> WHAT THE TASK ASKS:
What you write must match exactly the lines from the one with "fn sink_type(&self) ->" through the last line of the material below.

> RECORDS SHOWN:
........
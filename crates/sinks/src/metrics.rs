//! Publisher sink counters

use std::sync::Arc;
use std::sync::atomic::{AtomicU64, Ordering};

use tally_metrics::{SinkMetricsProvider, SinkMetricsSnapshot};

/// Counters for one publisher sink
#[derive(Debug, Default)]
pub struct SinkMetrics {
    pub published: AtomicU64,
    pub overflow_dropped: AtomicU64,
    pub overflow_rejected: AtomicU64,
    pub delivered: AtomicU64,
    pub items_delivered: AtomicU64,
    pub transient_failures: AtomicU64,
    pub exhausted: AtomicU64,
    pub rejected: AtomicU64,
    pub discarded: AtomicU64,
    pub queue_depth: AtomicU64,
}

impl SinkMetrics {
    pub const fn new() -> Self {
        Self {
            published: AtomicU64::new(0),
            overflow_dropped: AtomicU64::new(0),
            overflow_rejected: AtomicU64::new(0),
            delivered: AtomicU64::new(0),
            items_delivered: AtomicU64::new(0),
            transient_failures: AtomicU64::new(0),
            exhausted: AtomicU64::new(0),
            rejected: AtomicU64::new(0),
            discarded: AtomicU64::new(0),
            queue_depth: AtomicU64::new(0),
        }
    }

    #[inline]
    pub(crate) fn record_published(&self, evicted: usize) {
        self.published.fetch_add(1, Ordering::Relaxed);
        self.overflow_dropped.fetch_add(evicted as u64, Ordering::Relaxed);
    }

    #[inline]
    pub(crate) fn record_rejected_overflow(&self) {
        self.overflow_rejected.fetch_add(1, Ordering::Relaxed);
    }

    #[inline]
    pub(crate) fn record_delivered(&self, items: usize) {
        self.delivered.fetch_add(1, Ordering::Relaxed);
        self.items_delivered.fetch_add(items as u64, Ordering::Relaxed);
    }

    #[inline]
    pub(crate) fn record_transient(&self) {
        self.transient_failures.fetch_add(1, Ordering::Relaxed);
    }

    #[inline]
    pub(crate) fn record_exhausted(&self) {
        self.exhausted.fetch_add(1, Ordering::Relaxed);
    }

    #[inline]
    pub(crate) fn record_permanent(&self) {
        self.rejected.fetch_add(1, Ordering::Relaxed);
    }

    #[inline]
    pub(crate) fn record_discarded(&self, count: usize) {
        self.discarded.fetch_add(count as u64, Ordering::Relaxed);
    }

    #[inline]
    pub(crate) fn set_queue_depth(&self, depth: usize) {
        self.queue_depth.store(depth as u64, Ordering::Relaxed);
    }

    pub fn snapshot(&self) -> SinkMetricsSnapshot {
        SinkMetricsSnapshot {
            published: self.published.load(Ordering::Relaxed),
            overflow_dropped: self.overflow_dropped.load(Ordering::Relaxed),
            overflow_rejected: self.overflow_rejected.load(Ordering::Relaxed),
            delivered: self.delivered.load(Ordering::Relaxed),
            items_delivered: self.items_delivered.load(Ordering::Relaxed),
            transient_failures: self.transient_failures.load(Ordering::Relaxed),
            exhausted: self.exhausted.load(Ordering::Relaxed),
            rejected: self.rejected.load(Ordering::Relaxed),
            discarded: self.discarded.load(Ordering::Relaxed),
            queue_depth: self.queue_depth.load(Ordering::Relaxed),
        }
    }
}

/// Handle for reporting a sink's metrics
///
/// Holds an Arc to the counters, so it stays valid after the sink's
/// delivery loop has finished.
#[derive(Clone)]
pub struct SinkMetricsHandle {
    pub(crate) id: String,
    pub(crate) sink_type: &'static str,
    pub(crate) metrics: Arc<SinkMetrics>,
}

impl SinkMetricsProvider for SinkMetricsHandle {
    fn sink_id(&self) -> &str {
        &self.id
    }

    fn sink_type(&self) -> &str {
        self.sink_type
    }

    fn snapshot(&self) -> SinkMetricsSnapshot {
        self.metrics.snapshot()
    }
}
........
> EXPECTED OUTPUT:
    fn sink_type(&self) -> &str {
        self.sink_type
    }

    fn snapshot(&self) -> SinkMetricsSnapshot {
        self.metrics.snapshot()
    }
}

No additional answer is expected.